In his words, the bishop said: “No one could have imagined that in winning the presidency …his government would be marked by supremacist and divisive policies that would push our country to the brink. This president has displayed the greatest degree of insensitivity in managing our country’s diversity. He has subordinated the larger interests of the country to the hegemonic interests of his co-religionists and clansmen and women. The impression created now is that to hold a key and strategic position in Nigeria, it is more important to be a Northern Muslim than to be a Nigerian.”

He was not done: “This is the moment that separates darkness from light, good from evil. Our nation is like a ship stranded on the high seas, rudderless and with broken navigational aids. Today, our years of hypocrisy, duplicity, fabricated integrity, false piety, empty morality, fraud and pharisaism have caught up with us. Nigeria is at the crossroads and its future hangs precariously in the balance. As St. Paul reminds us: ‘The night is far spent, and the day is at hand. Therefore let us cast away the works of darkness and put on the armour of light (Rom.13:12).’ It is time to confront and dispel the clouds of evil that hovers over us.”

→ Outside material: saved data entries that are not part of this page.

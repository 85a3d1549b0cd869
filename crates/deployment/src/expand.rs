//! Expand desired component specs into request-shaped plans.
//!
//! Each field the spec leaves unset is resolved in this order:
//! 1. the value in the current remote plan (update path)
//! 2. the kind's default from its [`ComponentDescriptor`]
//! 3. otherwise the field is mandatory and expansion fails
//!
//! `ref_id` is the exception: it comes from the spec or the kind default only,
//! so companion references can be checked without reading remote state.
//!
//! [`ComponentDescriptor`]: crate::component::ComponentDescriptor

use crate::component::ComponentKind;
use crate::desired::{ComponentSpec, TopologySpec};
use crate::error::{Error, Result};
use crate::size;
use crate::types::{Plan, RemoteResourceInfo, TopologyElement, TopologySize};
use serde::{Deserialize, Serialize};
use std::collections::BTreeMap;

/// Request-shaped plan for one component.
#[derive(Debug, Clone, PartialEq, Eq, Serialize, Deserialize)]
pub struct ComponentRequest {
    pub kind: ComponentKind,
    pub ref_id: String,
    #[serde(default, skip_serializing_if = "Option::is_none")]
    pub elasticsearch_cluster_ref_id: Option<String>,
    pub region: String,
    pub plan: Plan,
}

/// Deployment-level values a component expansion depends on.
#[derive(Debug, Clone, Copy)]
pub struct ExpandContext<'a> {
    pub region: &'a str,
    /// Resolved ref_id of the elasticsearch component
    pub primary_ref_id: &'a str,
    /// Resolved version of the elasticsearch component, if known
    pub primary_version: Option<&'a str>,
}

/// Expand a desired spec, inheriting unset fields from `current` when given.
pub fn expand(
    kind: ComponentKind,
    spec: &ComponentSpec,
    current: Option<&RemoteResourceInfo>,
    ctx: &ExpandContext<'_>,
) -> Result<ComponentRequest> {
    let remote_plan = current.and_then(RemoteResourceInfo::current_plan);

    let version = resolve_version(kind, spec, remote_plan, ctx)?;
    let topology = if spec.topology.is_empty() {
        match remote_plan {
            Some(plan) => {
                log::debug!("{kind}: no topology declared, keeping remote topology");
                plan.provisioned().cloned().collect()
            }
            None => {
                return Err(Error::IncompleteSpec {
                    kind,
                    field: "topology",
                });
            }
        }
    } else {
        let remote: Vec<&TopologyElement> =
            remote_plan.map(|p| p.provisioned().collect()).unwrap_or_default();
        spec.topology
            .iter()
            .enumerate()
            .map(|(index, el)| expand_element(kind, el, match_remote(&remote, el, index)))
            .collect::<Result<Vec<_>>>()?
    };

    let ref_id = spec.resolved_ref_id(kind);

    let elasticsearch_cluster_ref_id = if kind.is_primary() {
        None
    } else {
        Some(
            spec.elasticsearch_cluster_ref_id
                .clone()
                .unwrap_or_else(|| ctx.primary_ref_id.to_string()),
        )
    };

    Ok(ComponentRequest {
        kind,
        ref_id,
        elasticsearch_cluster_ref_id,
        region: ctx.region.to_string(),
        plan: Plan { version, topology },
    })
}

fn resolve_version(
    kind: ComponentKind,
    spec: &ComponentSpec,
    remote_plan: Option<&Plan>,
    ctx: &ExpandContext<'_>,
) -> Result<String> {
    if let Some(version) = spec.version.as_ref().filter(|v| !v.is_empty()) {
        return Ok(version.clone());
    }
    if let Some(plan) = remote_plan
        && !plan.version.is_empty()
    {
        return Ok(plan.version.clone());
    }
    if !kind.is_primary()
        && let Some(version) = ctx.primary_version
    {
        return Ok(version.to_string());
    }
    Err(Error::IncompleteSpec {
        kind,
        field: "version",
    })
}

/// Remote element a desired element inherits from: same instance
/// configuration when the spec names one, otherwise the same position.
fn match_remote<'a>(
    remote: &[&'a TopologyElement],
    element: &TopologySpec,
    index: usize,
) -> Option<&'a TopologyElement> {
    match &element.instance_configuration_id {
        Some(id) => remote
            .iter()
            .find(|r| &r.instance_configuration_id == id)
            .copied(),
        None => remote.get(index).copied(),
    }
}

fn expand_element(
    kind: ComponentKind,
    element: &TopologySpec,
    remote: Option<&TopologyElement>,
) -> Result<TopologyElement> {
    let descriptor = kind.descriptor();

    let instance_configuration_id = element
        .instance_configuration_id
        .clone()
        .or_else(|| remote.map(|r| r.instance_configuration_id.clone()))
        .filter(|id| !id.is_empty())
        .unwrap_or_else(|| descriptor.default_instance_configuration_id.to_string());

    let units = match (&element.size, remote) {
        (Some(capacity), _) => size::decode(capacity)?,
        (None, Some(r)) if r.size_units() > 0 => r.size_units(),
        (None, _) => match descriptor.default_size {
            Some(default) => size::decode(default)?,
            None => return Err(Error::IncompleteSpec { kind, field: "size" }),
        },
    };

    let zone_count = element
        .zone_count
        .or_else(|| remote.map(|r| r.zone_count).filter(|z| *z > 0))
        .unwrap_or(descriptor.default_zone_count);

    for flag in element.node_type.keys() {
        if descriptor.node_type(flag).is_none() {
            return Err(Error::UnknownNodeType {
                kind,
                flag: flag.clone(),
            });
        }
    }

    let mut node_type: BTreeMap<String, bool> = match remote {
        Some(r) => r.node_type.clone(),
        None => descriptor
            .node_types
            .iter()
            .map(|flag| (flag.name.to_string(), flag.default))
            .collect(),
    };
    node_type.extend(element.node_type.iter().map(|(k, v)| (k.clone(), *v)));

    Ok(TopologyElement {
        instance_configuration_id,
        zone_count,
        size: Some(TopologySize::memory(units)),
        node_type,
    })
}
//! HTTP backend for the deployments API.
//!
//! Requests are blocking and made with a single `ureq` agent. Non-2xx
//! responses are read in full so validation messages reach the caller.

use crate::backend::Backend;
use crate::error::{Error, Result};
use crate::types::{Accepted, QueryParams};
use deployment::{
    ChangeRequest, ComponentKind, DeploymentInfo, Plan, RemoteResourceInfo, ResourceInfo,
};
use serde::{Deserialize, Serialize};
use std::collections::BTreeMap;
use std::time::Duration;
use ureq::Body;
use ureq::http::Response;

/// Default public API endpoint.
pub const DEFAULT_API_BASE: &str = "https://api.elastic-cloud.com";

/// Upper bound for a single request, including reading the body.
const REQUEST_TIMEOUT: Duration = Duration::from_secs(60);

const USER_AGENT: &str = concat!("cloudapi/", env!("CARGO_PKG_VERSION"));

/// Deployments API backend.
///
/// # Example
///
/// ```no_run
/// use cloudapi::backend::http::CloudBackend;
/// use cloudapi::backend::Backend;
/// use cloudapi::QueryParams;
///
/// let backend = CloudBackend::new().with_api_key("secret");
/// let deployment = backend.get_deployment("abc123", &QueryParams::full()).unwrap();
/// println!("{} has {} resources", deployment.name, deployment.resources.len());
/// ```
pub struct CloudBackend {
    /// HTTP agent for requests.
    agent: ureq::Agent,
    /// API base URL.
    api_base: String,
    /// Key sent as `Authorization: ApiKey <key>`.
    api_key: Option<String>,
}

impl CloudBackend {
    /// Create a backend for the public endpoint.
    #[must_use]
    pub fn new() -> Self {
        Self::with_api_base(DEFAULT_API_BASE)
    }

    /// Create a backend with a custom API base.
    #[must_use]
    pub fn with_api_base(api_base: impl Into<String>) -> Self {
        let config = ureq::Agent::config_builder()
            .http_status_as_error(false)
            .timeout_global(Some(REQUEST_TIMEOUT))
            .build();
        Self {
            agent: ureq::Agent::new_with_config(config),
            api_base: api_base.into().trim_end_matches('/').to_string(),
            api_key: None,
        }
    }

    /// Authenticate requests with an API key.
    #[must_use]
    pub fn with_api_key(mut self, api_key: impl Into<String>) -> Self {
        self.api_key = Some(api_key.into());
        self
    }

    /// Get the current API base URL.
    #[must_use]
    pub fn api_base(&self) -> &str {
        &self.api_base
    }

    fn deployments_url(&self) -> String {
        format!("{}/api/v1/deployments", self.api_base)
    }

    fn deployment_url(&self, id: &str) -> String {
        format!("{}/api/v1/deployments/{id}", self.api_base)
    }

    fn read_url(&self, id: &str, params: &QueryParams) -> String {
        format!("{}?{}", self.deployment_url(id), params.to_query())
    }

    fn shutdown_url(&self, id: &str) -> String {
        format!("{}/api/v1/deployments/{id}/_shutdown", self.api_base)
    }

    fn headers<B>(&self, request: ureq::RequestBuilder<B>) -> ureq::RequestBuilder<B> {
        let request = request
            .header("Accept", "application/json")
            .header("User-Agent", USER_AGENT);
        match &self.api_key {
            Some(key) => request.header("Authorization", format!("ApiKey {key}")),
            None => request,
        }
    }
}

impl Default for CloudBackend {
    fn default() -> Self {
        Self::new()
    }
}

impl Backend for CloudBackend {
    fn get_deployment(&self, id: &str, params: &QueryParams) -> Result<DeploymentInfo> {
        let url = self.read_url(id, params);
        log::debug!("GET {url}");

        let response = self.headers(self.agent.get(&url)).call()?;
        let wire: WireDeployment = ensure_success(id, response)?.body_mut().read_json()?;
        Ok(wire.into())
    }

    fn create_deployment(&self, request: &ChangeRequest) -> Result<Accepted> {
        let url = self.deployments_url();
        log::debug!("POST {url}");

        let response = self
            .headers(self.agent.post(&url))
            .send_json(WireRequest::new(request, false))?;
        let accepted: Accepted = ensure_success("", response)?.body_mut().read_json()?;
        Ok(accepted)
    }

    fn submit_change(&self, id: &str, request: &ChangeRequest) -> Result<Accepted> {
        let url = self.deployment_url(id);
        log::debug!("PUT {url}");

        let response = self
            .headers(self.agent.put(&url))
            .send_json(WireRequest::new(request, true))?;
        ensure_success(id, response)?;
        Ok(Accepted { id: id.to_string() })
    }

    fn delete_deployment(&self, id: &str) -> Result<()> {
        let url = self.shutdown_url(id);
        log::debug!("POST {url}");

        let response = self.headers(self.agent.post(&url)).send_empty()?;
        ensure_success(id, response)?;
        Ok(())
    }
}

fn ensure_success(id: &str, mut response: Response<Body>) -> Result<Response<Body>> {
    let status = response.status();
    if status.is_success() {
        return Ok(response);
    }
    let body = response.body_mut().read_to_string().unwrap_or_else(|e| {
        log::debug!("could not read {status} response body for {id}: {e}");
        String::new()
    });
    Err(Error::from_status(status.as_u16(), body.trim(), id))
}

// ============================================================================
// Wire format
// ============================================================================

/// Create/update body. Resources are grouped by kind; a kind left out of an
/// update is removed because `prune_orphans` is set.
#[derive(Debug, Serialize)]
struct WireRequest<'a> {
    name: &'a str,
    #[serde(skip_serializing_if = "Option::is_none")]
    prune_orphans: Option<bool>,
    resources: BTreeMap<ComponentKind, Vec<WireComponent<'a>>>,
}

#[derive(Debug, Serialize)]
struct WireComponent<'a> {
    ref_id: &'a str,
    #[serde(skip_serializing_if = "Option::is_none")]
    elasticsearch_cluster_ref_id: Option<&'a str>,
    region: &'a str,
    plan: &'a Plan,
}

impl<'a> WireRequest<'a> {
    fn new(request: &'a ChangeRequest, prune_orphans: bool) -> Self {
        let mut resources: BTreeMap<ComponentKind, Vec<WireComponent<'a>>> = BTreeMap::new();
        for component in request.components.iter().filter_map(|c| c.request.as_ref()) {
            resources
                .entry(component.kind)
                .or_default()
                .push(WireComponent {
                    ref_id: &component.ref_id,
                    elasticsearch_cluster_ref_id: component.elasticsearch_cluster_ref_id.as_deref(),
                    region: &component.region,
                    plan: &component.plan,
                });
        }
        Self {
            name: &request.name,
            prune_orphans: prune_orphans.then_some(true),
            resources,
        }
    }
}

#[derive(Debug, Deserialize)]
struct WireDeployment {
    id: String,
    #[serde(default)]
    name: String,
    #[serde(default)]
    healthy: bool,
    #[serde(default)]
    resources: BTreeMap<String, Vec<WireResource>>,
}

#[derive(Debug, Deserialize)]
struct WireResource {
    #[serde(default)]
    ref_id: Option<String>,
    #[serde(default)]
    elasticsearch_cluster_ref_id: Option<String>,
    #[serde(default)]
    region: Option<String>,
    #[serde(default)]
    info: Option<ResourceInfo>,
}

impl From<WireDeployment> for DeploymentInfo {
    fn from(wire: WireDeployment) -> Self {
        let mut resources = Vec::new();
        for (key, group) in wire.resources {
            let Some(kind) = ComponentKind::all().iter().find(|k| k.name() == key) else {
                log::debug!("ignoring unsupported resource kind {key}");
                continue;
            };
            resources.extend(group.into_iter().map(|r| RemoteResourceInfo {
                kind: *kind,
                ref_id: r.ref_id,
                elasticsearch_cluster_ref_id: r.elasticsearch_cluster_ref_id,
                region: r.region,
                info: r.info,
            }));
        }
        Self {
            id: wire.id,
            name: wire.name,
            healthy: wire.healthy,
            resources,
        }
    }
}
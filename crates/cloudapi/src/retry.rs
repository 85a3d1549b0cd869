//! Bounded retry with linear backoff for transient errors.

use crate::error::{Error, Result};
use crate::types::RetryConfig;
use std::thread;
use std::time::{Duration, Instant};

/// Callback trait for retry progress notifications.
pub trait RetryCallback {
    /// Called before sleeping ahead of another attempt.
    ///
    /// # Arguments
    /// * `attempt` - Attempt that just failed (1-indexed)
    /// * `max_attempts` - Maximum number of attempts
    /// * `error` - The error that triggered the retry
    /// * `delay` - Time until the next attempt
    fn on_retry(&self, attempt: u32, max_attempts: u32, error: &Error, delay: Duration);
}

/// No-op callback that does nothing.
pub struct NoCallback;

impl RetryCallback for NoCallback {
    fn on_retry(&self, _attempt: u32, _max_attempts: u32, _error: &Error, _delay: Duration) {}
}

/// Callback that reports retries through the `log` facade.
pub struct LogCallback;

impl RetryCallback for LogCallback {
    fn on_retry(&self, attempt: u32, max_attempts: u32, error: &Error, delay: Duration) {
        log::warn!(
            "Attempt {attempt}/{max_attempts} failed: {error}. Retrying in {}ms",
            delay.as_millis()
        );
    }
}

/// Execute an operation with retry logic.
///
/// Retries the operation while it returns a retryable error, up to
/// `config.max_attempts` attempts in total. Non-retryable errors are
/// returned immediately.
pub fn with_retry<T, F>(
    config: &RetryConfig,
    callback: Option<&dyn RetryCallback>,
    operation: F,
) -> Result<T>
where
    F: FnMut() -> Result<T>,
{
    with_retry_until(config, None, callback, operation)
}

/// Like [`with_retry`], but never sleeps past `deadline`.
///
/// When a transient failure happens with no time left, that failure is
/// returned instead of waiting for another attempt.
pub fn with_retry_until<T, F>(
    config: &RetryConfig,
    deadline: Option<Instant>,
    callback: Option<&dyn RetryCallback>,
    mut operation: F,
) -> Result<T>
where
    F: FnMut() -> Result<T>,
{
    let max_attempts = config.max_attempts.max(1);

    for attempt in 0..max_attempts {
        match operation() {
            Ok(result) => return Ok(result),
            Err(e) => {
                if !e.is_retryable() || attempt + 1 >= max_attempts {
                    return Err(e);
                }

                let mut delay = config.delay_for_attempt(attempt);
                if let Some(deadline) = deadline {
                    let remaining = deadline.saturating_duration_since(Instant::now());
                    if remaining.is_zero() {
                        return Err(e);
                    }
                    delay = delay.min(remaining);
                }

                if let Some(cb) = callback {
                    cb.on_retry(attempt + 1, max_attempts, &e, delay);
                }

                thread::sleep(delay);
            }
        }
    }

    Err(Error::Other("retry exhausted".to_string()))
}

Indeed, the lacerating words of the prophets of yore! The words from the pulpit as in the days of old when a land is at a crossroads! Bishop Kukah then went on to give a message of hope and words of encouragement to his congregation and the mourners around the country. Before then he made us to know how the world felt about the death of Nnadi. He said after passing information to a staffer of Aid to the Church in need, Maria Lozano, she sent him the message that when she asked the world to light candle for Michael on the day of his burial, 2436 persons from Afghanistan, Pakistan, United States of America, Mexico, Venezuela, Colombia, Madagascar, South Africa, Congo, Mali, Spain, Turkey and south Africa responded. Germany alone had a total of 3,305 persons in a matter of hours! “Nigeria needs to pause for a moment and think. No one more than the President of Nigeria, Major-General Muhammad Buhari who was voted for in 2015 on the grounds of his own promises to rout Boko Haram and place the country on an even keel….” Muslim scholars, traditional rulers and intellectuals, the bishop said, “have continued to cry out helplessly, asking their religion and region to be freed from this chokehold…”

Kukah’s admonition is that Christians are to use moral weapons only to defend their faith. “We must become more robust in presenting the values of Christianity, especially our message of love and non-violence to a violent society. Among the wolves of the world, we must become more politically alert, wise as the serpent and humble as the dove…There is hope, my dear friends. Are we angry? Yes, we are. Are we sad? Of course, we are. Do we feel betrayed? You bet. Do we know what to do? Definitely…But what would Christ have us do? The only way he has pointed out to us is the non-violent way. It is the road less travelled, but the only way…trials of every sort come our way, but we are not discouraged.” These are words of a mature and patriotic human being to douse tension in the land and heal wounds.